** Opening GIVEN RECORDS block **

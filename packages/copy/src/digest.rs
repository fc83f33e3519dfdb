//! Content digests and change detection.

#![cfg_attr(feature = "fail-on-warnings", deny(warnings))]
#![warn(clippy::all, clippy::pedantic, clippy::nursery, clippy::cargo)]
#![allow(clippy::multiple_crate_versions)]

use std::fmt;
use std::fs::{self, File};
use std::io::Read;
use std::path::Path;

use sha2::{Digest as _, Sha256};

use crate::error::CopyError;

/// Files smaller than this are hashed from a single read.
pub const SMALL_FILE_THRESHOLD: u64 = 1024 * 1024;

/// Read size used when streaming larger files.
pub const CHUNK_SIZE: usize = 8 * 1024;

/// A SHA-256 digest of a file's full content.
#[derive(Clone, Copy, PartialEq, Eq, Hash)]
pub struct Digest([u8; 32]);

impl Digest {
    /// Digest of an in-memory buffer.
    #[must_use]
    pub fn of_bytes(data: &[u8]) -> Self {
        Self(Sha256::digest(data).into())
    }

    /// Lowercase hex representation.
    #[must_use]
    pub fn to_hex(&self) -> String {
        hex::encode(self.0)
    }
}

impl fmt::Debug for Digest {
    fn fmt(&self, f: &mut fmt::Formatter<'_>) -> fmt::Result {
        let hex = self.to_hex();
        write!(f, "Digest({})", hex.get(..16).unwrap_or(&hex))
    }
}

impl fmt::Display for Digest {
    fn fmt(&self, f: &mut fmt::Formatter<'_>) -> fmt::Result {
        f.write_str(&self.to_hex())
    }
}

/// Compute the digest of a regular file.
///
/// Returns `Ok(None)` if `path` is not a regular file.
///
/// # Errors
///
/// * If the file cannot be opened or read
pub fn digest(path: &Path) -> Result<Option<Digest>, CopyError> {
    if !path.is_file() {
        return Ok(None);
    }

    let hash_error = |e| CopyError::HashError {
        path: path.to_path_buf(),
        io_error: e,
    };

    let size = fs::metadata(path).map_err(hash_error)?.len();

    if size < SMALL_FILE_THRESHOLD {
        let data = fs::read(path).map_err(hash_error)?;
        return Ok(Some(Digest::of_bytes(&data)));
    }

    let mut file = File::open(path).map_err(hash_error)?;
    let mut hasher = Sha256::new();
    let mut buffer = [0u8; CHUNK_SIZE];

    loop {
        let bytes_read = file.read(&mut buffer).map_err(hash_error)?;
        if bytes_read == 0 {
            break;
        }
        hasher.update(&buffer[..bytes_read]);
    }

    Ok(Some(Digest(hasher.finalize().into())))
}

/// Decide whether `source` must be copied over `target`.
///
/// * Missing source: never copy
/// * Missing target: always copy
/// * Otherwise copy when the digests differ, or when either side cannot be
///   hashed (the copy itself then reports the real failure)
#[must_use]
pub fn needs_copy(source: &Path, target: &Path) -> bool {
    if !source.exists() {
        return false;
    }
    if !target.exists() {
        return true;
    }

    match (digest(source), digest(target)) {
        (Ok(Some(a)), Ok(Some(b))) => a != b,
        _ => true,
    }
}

** Closing GIVEN RECORDS block **
** Opening GIVEN RECORDS block **

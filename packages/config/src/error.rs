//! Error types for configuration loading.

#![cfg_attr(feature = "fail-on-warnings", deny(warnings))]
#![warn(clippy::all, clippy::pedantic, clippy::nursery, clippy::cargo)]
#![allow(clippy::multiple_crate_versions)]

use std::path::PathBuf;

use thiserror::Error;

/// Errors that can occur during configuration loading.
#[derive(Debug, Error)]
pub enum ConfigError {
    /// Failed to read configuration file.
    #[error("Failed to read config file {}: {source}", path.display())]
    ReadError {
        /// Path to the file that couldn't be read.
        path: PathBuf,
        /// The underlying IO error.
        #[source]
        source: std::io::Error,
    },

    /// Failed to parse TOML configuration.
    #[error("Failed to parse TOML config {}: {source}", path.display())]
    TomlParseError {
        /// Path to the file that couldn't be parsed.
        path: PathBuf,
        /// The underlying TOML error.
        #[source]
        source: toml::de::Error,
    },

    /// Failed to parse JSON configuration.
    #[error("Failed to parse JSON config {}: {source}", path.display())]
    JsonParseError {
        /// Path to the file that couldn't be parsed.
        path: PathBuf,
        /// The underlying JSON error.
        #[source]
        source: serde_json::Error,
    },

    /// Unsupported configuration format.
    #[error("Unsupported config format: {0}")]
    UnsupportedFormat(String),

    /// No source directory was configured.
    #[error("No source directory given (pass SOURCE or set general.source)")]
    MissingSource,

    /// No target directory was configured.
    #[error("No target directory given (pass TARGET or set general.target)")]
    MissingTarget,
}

** Closing GIVEN RECORDS block **

**WHAT THIS TASK INVOLVES:** Once you find the line with "an in-memory buffer." in the entries above, output it and each line after it up to and including the line with "pub fn to_hex(&self)", and nothing else.

**REPLY TO THE EXERCISE:**
    /// Digest of an in-memory buffer.
    #[must_use]
    pub fn of_bytes(data: &[u8]) -> Self {
        Self(Sha256::digest(data).into())
    }

    /// Lowercase hex representation.
    #[must_use]
    pub fn to_hex(&self) -> String {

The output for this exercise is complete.